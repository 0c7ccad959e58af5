//! Tiered dissemination of arbitration decisions.
//!
//! - `TieredRouter`: routes each decision by priority tier
//! - `NotificationChannel`: channel adapter capability
//! - `DispatchScheduler`: cancellable delayed sends and side tasks
//! - `MediumBatchWindow`, `FocusWatchList`, `RiskAssessment`: tier side effects

pub mod batch;
pub mod buffer;
pub mod channel;
pub mod config;
pub mod error;
pub mod risk;
pub mod router;
pub mod scheduler;
pub mod watchlist;

pub use batch::{BatchEntry, BatchSummary, MediumBatchWindow};
pub use buffer::RingBuffer;
pub use channel::{
    deliver, BoxFuture, ChannelDelivery, ChannelSet, DeliveryStatus, DynChannel, LogChannel,
    NotificationChannel, RecordingChannel,
};
pub use config::DispatchConfig;
pub use error::{ChannelError, ChannelResult};
pub use risk::{RiskAssessment, RiskLevel};
pub use router::{DispatchPath, DispatchReport, DisplayEntry, ResearchRecord, TieredRouter};
pub use scheduler::DispatchScheduler;
pub use watchlist::{FocusEntry, FocusWatchList};
//! Dispatch error types.

use epl_core::ChannelKind;
use thiserror::Error;

/// Failure reported by (or on behalf of) a channel adapter.
#[derive(Debug, Clone, PartialEq, Error)]
pub enum ChannelError {
    #[error("{channel} send timed out after {timeout_ms}ms")]
    Timeout { channel: ChannelKind, timeout_ms: u64 },

    #[error("{channel} send failed: {reason}")]
    SendFailed { channel: ChannelKind, reason: String },
}

pub type ChannelResult<T> = Result<T, ChannelError>;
________
[What is needed] Set all the data down again, exactly as it reads above.

[Output]
repository 0c7ccad959e58af5
//! Tiered dissemination of arbitration decisions.
//!
//! - `TieredRouter`: routes each decision by priority tier
//! - `NotificationChannel`: channel adapter capability
//! - `DispatchScheduler`: cancellable delayed sends and side tasks
//! - `MediumBatchWindow`, `FocusWatchList`, `RiskAssessment`: tier side effects

pub mod batch;
pub mod buffer;
pub mod channel;
pub mod config;
pub mod error;
pub mod risk;
pub mod router;
pub mod scheduler;
pub mod watchlist;

pub use batch::{BatchEntry, BatchSummary, MediumBatchWindow};
pub use buffer::RingBuffer;
pub use channel::{
    deliver, BoxFuture, ChannelDelivery, ChannelSet, DeliveryStatus, DynChannel, LogChannel,
    NotificationChannel, RecordingChannel,
};
pub use config::DispatchConfig;
pub use error::{ChannelError, ChannelResult};
pub use risk::{RiskAssessment, RiskLevel};
pub use router::{DispatchPath, DispatchReport, DisplayEntry, ResearchRecord, TieredRouter};
pub use scheduler::DispatchScheduler;
pub use watchlist::{FocusEntry, FocusWatchList};
//! Dispatch error types.

use epl_core::ChannelKind;
use thiserror::Error;

/// Failure reported by (or on behalf of) a channel adapter.
#[derive(Debug, Clone, PartialEq, Error)]
pub enum ChannelError {
    #[error("{channel} send timed out after {timeout_ms}ms")]
    Timeout { channel: ChannelKind, timeout_ms: u64 },

    #[error("{channel} send failed: {reason}")]
    SendFailed { channel: ChannelKind, reason: String },
}

pub type ChannelResult<T> = Result<T, ChannelError>;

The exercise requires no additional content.